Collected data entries
⟨

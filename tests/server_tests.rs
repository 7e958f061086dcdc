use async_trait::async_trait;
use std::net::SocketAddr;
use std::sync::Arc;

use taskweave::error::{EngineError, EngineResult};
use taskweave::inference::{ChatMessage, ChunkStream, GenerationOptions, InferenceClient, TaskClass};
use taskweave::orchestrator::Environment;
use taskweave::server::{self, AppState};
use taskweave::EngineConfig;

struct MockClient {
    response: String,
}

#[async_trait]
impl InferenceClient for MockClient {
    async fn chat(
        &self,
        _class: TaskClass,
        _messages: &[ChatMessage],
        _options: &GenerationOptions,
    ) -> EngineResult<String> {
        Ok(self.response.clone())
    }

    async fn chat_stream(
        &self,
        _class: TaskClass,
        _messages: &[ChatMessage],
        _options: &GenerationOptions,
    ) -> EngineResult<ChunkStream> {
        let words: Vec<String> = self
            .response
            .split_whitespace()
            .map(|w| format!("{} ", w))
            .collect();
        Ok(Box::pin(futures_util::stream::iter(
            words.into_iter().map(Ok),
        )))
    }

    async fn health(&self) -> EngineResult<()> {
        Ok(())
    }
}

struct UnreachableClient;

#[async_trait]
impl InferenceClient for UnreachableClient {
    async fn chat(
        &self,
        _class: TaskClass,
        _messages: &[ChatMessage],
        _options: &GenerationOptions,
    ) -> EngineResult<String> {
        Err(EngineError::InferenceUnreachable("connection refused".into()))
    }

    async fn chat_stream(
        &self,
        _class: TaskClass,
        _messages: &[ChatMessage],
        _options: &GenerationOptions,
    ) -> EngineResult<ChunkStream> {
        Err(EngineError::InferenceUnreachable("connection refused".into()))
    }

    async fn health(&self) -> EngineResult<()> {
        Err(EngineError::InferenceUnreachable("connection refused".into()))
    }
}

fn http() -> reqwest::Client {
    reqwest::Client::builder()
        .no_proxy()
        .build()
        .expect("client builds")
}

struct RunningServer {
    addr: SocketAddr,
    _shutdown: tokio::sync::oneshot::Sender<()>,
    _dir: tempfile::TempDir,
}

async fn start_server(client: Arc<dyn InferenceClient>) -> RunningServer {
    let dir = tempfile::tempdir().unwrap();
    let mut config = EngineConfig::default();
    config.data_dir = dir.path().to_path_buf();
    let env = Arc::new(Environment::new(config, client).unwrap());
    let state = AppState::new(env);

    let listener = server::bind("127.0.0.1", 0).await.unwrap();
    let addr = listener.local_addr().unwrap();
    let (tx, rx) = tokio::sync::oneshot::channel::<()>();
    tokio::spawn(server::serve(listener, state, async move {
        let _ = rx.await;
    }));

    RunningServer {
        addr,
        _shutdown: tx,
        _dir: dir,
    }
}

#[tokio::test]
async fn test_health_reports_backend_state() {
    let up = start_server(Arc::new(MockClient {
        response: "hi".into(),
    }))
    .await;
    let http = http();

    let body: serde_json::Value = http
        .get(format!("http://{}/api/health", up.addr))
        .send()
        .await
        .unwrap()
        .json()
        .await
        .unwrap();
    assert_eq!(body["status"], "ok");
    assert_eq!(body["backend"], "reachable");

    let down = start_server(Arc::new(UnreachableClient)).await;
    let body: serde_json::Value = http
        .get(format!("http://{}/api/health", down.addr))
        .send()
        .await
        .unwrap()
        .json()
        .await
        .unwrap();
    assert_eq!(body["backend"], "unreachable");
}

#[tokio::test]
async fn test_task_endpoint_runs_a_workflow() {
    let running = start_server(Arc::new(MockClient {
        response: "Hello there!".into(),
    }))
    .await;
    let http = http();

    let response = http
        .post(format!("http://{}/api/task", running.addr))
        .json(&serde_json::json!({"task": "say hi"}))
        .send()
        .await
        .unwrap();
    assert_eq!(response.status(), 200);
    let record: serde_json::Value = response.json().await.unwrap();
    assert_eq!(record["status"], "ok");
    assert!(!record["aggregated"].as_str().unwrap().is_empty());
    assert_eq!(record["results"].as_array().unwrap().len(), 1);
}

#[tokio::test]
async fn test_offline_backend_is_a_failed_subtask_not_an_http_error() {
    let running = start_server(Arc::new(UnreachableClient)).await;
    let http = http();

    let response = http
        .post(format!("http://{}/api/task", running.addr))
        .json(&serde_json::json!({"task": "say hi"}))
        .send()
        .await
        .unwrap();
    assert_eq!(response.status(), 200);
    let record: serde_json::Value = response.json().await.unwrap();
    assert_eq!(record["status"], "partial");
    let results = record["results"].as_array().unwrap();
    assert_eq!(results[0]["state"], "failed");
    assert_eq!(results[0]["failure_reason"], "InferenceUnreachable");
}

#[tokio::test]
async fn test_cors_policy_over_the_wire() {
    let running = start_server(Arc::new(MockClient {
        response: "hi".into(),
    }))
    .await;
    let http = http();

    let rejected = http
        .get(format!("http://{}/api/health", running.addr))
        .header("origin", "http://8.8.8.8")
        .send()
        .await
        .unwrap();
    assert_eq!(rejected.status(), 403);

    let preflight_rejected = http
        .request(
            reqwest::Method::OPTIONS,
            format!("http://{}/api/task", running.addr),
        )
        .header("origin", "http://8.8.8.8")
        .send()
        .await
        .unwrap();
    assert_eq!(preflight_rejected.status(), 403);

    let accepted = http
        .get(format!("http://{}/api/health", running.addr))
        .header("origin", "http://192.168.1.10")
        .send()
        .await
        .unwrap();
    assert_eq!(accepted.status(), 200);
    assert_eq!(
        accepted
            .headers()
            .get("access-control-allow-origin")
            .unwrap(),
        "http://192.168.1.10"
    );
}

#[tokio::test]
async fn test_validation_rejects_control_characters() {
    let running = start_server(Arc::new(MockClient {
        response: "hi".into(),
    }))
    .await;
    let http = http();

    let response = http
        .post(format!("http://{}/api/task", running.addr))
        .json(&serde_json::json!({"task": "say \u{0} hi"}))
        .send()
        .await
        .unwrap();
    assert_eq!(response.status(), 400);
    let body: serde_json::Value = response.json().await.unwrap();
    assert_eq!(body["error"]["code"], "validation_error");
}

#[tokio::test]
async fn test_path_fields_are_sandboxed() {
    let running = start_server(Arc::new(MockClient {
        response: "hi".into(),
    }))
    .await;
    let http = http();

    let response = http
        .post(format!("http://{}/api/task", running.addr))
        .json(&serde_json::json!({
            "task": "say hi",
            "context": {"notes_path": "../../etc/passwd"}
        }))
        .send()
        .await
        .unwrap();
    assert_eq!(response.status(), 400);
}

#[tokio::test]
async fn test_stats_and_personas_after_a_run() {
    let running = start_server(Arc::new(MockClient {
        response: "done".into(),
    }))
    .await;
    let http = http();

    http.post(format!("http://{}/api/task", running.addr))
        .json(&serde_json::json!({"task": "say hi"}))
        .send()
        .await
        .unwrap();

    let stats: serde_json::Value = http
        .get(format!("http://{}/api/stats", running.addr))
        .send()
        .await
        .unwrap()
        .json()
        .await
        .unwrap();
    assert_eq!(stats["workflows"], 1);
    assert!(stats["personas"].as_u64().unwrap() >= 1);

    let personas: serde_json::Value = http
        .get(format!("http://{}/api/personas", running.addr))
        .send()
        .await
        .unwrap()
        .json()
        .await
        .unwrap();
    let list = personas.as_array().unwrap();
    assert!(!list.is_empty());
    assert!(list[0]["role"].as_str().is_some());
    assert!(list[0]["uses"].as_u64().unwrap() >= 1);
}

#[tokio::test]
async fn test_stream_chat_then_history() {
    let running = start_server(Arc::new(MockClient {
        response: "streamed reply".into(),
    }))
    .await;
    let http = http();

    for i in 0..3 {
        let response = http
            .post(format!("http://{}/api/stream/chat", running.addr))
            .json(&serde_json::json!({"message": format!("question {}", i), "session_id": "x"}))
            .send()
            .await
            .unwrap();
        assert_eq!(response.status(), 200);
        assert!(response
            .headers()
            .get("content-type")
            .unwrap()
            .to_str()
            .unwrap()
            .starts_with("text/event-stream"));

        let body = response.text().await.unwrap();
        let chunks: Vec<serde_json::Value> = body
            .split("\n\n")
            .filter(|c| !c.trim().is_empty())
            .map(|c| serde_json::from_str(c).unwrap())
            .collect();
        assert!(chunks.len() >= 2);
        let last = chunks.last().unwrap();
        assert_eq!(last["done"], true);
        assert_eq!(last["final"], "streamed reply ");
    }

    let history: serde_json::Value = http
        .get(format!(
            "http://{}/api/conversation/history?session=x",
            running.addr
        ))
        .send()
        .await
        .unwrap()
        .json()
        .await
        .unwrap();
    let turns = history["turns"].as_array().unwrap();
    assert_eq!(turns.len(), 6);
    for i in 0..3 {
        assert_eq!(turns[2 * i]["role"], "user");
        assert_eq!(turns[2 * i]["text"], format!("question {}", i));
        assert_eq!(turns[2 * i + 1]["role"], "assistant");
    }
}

⟩
⟨

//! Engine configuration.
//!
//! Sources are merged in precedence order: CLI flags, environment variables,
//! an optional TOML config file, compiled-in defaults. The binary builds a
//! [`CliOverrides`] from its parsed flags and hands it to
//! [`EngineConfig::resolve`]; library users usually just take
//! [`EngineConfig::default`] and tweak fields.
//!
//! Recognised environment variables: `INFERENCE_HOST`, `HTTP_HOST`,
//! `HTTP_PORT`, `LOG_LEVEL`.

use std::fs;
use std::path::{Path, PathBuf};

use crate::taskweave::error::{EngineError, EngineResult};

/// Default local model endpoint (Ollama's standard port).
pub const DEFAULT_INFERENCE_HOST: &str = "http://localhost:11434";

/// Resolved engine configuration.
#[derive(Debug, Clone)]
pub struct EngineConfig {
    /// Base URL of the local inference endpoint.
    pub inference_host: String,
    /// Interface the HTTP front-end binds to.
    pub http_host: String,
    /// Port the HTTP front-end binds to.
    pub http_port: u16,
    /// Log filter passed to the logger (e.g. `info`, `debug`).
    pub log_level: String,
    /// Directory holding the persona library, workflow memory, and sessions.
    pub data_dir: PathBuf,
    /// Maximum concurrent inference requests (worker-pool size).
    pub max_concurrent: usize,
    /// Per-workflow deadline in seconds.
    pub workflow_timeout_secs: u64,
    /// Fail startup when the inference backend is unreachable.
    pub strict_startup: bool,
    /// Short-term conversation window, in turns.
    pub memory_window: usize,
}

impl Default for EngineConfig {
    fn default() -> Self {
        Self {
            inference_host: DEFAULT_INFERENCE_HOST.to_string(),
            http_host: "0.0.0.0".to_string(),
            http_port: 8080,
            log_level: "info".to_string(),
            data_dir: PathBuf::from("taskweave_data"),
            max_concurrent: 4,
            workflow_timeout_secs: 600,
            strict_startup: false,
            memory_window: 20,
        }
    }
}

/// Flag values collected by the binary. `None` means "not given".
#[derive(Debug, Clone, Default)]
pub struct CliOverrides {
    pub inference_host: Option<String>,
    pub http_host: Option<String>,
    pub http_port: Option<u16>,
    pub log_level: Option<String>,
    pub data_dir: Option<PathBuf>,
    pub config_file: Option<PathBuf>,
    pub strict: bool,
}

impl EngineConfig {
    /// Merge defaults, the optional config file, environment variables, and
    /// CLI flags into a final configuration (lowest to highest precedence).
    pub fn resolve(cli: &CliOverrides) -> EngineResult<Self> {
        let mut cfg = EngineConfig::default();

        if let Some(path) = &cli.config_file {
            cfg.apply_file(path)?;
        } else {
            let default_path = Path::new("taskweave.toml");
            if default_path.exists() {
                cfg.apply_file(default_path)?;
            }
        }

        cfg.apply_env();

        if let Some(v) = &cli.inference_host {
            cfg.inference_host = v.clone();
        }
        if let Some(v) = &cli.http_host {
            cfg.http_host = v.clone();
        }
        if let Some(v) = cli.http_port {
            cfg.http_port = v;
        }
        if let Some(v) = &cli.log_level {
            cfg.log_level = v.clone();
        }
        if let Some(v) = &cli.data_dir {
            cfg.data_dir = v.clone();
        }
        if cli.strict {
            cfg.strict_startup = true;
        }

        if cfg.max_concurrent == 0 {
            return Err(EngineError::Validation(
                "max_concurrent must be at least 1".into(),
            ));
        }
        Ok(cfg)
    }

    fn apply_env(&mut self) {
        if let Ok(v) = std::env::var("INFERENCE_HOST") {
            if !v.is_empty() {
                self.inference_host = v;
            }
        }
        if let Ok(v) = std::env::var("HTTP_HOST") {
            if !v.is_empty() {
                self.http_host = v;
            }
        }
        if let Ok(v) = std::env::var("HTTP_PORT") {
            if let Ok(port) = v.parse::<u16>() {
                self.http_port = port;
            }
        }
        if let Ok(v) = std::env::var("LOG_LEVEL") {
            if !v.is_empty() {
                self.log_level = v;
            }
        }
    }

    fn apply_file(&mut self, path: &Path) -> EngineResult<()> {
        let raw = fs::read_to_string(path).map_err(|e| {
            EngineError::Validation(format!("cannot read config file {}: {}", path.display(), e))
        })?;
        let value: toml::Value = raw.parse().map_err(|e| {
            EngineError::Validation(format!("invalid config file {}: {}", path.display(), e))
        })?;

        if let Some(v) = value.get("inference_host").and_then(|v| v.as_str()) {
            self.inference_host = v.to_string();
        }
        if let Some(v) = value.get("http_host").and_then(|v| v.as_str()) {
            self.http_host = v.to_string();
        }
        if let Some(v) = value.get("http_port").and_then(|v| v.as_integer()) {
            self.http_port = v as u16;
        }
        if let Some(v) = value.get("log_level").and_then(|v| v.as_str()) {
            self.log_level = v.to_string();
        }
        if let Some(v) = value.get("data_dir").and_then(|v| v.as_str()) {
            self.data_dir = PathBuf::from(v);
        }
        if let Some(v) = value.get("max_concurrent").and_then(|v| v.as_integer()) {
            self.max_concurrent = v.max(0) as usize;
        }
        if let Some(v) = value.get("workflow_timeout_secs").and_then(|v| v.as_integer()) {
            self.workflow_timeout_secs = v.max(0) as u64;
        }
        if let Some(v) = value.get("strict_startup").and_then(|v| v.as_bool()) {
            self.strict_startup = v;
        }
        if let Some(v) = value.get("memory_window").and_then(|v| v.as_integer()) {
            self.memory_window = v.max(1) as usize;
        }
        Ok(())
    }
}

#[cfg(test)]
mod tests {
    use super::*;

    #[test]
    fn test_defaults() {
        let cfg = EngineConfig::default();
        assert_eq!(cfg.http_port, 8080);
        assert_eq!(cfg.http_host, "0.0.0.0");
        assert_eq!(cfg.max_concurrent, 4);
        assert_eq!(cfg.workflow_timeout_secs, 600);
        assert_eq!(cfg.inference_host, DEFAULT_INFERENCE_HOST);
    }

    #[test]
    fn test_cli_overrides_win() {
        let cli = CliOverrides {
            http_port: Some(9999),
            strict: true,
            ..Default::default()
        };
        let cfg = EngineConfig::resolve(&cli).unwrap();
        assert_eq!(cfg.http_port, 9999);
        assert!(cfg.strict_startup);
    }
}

⟩
⟨

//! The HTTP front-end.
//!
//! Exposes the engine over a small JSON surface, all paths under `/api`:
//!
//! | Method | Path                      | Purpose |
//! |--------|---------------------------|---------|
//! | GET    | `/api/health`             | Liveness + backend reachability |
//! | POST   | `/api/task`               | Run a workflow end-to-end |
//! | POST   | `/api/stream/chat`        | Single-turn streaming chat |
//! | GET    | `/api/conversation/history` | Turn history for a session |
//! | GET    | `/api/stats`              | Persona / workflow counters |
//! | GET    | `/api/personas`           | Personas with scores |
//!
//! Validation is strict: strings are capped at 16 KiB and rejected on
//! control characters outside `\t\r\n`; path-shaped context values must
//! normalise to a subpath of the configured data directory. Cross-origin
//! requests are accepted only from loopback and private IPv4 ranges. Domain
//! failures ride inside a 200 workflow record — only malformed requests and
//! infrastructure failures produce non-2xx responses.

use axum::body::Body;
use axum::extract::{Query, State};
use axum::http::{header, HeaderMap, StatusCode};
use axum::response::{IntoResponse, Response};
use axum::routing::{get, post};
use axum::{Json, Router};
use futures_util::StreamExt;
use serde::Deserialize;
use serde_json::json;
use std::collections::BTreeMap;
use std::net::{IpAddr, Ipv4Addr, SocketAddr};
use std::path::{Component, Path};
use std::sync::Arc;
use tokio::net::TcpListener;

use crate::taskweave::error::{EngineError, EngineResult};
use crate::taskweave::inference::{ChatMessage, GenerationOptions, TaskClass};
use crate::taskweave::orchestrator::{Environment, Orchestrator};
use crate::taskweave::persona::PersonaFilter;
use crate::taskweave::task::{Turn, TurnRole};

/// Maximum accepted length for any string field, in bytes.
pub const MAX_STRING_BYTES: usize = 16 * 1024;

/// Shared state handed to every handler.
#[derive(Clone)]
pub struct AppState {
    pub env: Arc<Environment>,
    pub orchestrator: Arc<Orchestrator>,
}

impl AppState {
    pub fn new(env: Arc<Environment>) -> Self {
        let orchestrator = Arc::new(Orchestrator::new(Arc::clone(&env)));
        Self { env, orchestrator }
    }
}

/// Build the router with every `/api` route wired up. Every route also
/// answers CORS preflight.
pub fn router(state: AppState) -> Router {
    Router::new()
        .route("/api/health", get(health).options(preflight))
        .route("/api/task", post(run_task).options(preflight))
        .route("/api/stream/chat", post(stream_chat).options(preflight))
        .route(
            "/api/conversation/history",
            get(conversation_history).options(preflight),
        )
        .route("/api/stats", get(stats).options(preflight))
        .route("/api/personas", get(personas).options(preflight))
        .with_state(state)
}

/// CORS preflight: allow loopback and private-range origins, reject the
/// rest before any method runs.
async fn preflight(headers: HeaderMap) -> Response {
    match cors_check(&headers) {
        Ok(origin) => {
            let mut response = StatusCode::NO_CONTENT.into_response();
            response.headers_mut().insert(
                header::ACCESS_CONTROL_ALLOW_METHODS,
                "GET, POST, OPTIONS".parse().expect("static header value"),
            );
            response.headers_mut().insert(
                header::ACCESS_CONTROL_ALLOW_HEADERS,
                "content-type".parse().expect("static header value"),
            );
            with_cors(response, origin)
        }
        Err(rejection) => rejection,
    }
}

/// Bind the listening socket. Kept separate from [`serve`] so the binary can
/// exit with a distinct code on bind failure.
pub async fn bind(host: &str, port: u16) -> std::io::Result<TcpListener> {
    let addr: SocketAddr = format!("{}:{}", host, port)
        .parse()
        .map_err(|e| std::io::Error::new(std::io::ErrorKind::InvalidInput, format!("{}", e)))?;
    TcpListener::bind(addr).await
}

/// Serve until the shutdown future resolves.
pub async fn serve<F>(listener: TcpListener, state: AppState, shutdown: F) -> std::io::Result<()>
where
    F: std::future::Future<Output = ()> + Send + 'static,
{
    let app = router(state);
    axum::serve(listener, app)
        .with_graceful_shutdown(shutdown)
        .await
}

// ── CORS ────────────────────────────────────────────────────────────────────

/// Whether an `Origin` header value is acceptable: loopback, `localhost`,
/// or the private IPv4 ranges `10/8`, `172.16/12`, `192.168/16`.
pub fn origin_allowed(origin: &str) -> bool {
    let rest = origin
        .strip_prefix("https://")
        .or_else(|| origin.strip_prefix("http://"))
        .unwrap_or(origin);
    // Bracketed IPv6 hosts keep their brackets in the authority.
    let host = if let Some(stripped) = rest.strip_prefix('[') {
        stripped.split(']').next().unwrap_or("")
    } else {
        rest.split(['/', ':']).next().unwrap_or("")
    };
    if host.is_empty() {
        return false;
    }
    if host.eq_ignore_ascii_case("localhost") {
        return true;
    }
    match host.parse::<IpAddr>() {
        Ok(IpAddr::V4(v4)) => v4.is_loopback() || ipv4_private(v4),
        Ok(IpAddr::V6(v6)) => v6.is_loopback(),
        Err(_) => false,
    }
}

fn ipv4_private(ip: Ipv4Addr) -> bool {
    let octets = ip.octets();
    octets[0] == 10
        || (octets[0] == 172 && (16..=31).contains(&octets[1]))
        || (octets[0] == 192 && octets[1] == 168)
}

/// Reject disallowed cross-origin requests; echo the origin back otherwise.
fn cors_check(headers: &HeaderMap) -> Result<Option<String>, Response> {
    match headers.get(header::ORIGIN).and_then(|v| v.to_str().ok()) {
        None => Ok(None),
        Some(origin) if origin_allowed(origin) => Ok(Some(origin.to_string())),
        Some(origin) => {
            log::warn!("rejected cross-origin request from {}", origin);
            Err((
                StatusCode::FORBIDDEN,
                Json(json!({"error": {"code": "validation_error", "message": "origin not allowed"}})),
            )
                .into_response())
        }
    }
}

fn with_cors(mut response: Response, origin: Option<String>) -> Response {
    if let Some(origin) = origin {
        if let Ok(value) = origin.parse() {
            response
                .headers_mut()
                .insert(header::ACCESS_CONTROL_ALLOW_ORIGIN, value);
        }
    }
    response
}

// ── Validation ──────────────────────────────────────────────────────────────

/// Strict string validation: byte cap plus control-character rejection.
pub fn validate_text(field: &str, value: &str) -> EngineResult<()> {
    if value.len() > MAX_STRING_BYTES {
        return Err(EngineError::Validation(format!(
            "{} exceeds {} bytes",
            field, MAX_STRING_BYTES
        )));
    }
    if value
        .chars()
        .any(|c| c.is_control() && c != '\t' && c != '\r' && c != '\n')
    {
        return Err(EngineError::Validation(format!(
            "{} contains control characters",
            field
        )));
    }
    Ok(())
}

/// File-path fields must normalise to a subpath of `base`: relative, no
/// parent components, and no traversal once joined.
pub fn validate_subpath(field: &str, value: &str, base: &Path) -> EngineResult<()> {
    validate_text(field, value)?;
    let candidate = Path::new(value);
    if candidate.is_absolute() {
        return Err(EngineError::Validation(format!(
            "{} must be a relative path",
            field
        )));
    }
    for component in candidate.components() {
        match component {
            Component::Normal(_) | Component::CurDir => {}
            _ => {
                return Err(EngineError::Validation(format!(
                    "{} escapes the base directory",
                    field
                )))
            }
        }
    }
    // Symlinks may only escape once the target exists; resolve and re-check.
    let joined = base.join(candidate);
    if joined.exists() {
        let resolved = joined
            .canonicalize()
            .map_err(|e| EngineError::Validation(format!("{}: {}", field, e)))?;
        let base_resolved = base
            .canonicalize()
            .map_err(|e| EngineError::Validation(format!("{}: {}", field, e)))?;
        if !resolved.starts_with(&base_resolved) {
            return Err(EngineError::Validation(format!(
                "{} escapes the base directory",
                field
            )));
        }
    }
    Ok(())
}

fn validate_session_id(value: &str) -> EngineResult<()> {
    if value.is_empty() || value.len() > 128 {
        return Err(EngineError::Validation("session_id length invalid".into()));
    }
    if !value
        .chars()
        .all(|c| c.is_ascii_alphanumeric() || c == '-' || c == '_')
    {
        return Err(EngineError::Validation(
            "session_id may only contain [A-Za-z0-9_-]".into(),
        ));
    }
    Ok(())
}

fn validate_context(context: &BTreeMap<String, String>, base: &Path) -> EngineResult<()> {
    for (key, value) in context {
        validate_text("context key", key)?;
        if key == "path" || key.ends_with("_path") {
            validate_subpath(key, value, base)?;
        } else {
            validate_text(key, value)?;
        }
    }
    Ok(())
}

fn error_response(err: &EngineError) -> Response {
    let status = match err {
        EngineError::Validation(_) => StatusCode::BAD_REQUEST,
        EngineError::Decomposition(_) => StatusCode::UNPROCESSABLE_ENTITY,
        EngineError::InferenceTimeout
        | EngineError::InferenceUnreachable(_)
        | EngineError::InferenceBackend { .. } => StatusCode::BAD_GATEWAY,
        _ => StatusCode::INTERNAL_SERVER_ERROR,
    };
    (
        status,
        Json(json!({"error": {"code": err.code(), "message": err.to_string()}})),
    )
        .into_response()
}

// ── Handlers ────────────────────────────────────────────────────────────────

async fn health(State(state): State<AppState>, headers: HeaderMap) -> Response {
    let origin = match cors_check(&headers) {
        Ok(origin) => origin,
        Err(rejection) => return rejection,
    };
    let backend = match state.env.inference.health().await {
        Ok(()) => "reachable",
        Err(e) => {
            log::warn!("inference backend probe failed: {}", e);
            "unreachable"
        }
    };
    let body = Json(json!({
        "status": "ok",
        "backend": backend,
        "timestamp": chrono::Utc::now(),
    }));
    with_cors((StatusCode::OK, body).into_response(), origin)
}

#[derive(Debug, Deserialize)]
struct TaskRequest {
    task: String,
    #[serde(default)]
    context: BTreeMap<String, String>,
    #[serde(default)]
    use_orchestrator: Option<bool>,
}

⟩

Problem description:
Set down, from the entries above, exactly the lines from the one with "fn apply_env(&mut self)" up to and including the one with "self.log_level = v.to_string();", and no other lines.

Exercise response:
    fn apply_env(&mut self) {
        if let Ok(v) = std::env::var("INFERENCE_HOST") {
            if !v.is_empty() {
                self.inference_host = v;
            }
        }
        if let Ok(v) = std::env::var("HTTP_HOST") {
            if !v.is_empty() {
                self.http_host = v;
            }
        }
        if let Ok(v) = std::env::var("HTTP_PORT") {
            if let Ok(port) = v.parse::<u16>() {
                self.http_port = port;
            }
        }
        if let Ok(v) = std::env::var("LOG_LEVEL") {
            if !v.is_empty() {
                self.log_level = v;
            }
        }
    }

    fn apply_file(&mut self, path: &Path) -> EngineResult<()> {
        let raw = fs::read_to_string(path).map_err(|e| {
            EngineError::Validation(format!("cannot read config file {}: {}", path.display(), e))
        })?;
        let value: toml::Value = raw.parse().map_err(|e| {
            EngineError::Validation(format!("invalid config file {}: {}", path.display(), e))
        })?;

        if let Some(v) = value.get("inference_host").and_then(|v| v.as_str()) {
            self.inference_host = v.to_string();
        }
        if let Some(v) = value.get("http_host").and_then(|v| v.as_str()) {
            self.http_host = v.to_string();
        }
        if let Some(v) = value.get("http_port").and_then(|v| v.as_integer()) {
            self.http_port = v as u16;
        }
        if let Some(v) = value.get("log_level").and_then(|v| v.as_str()) {
            self.log_level = v.to_string();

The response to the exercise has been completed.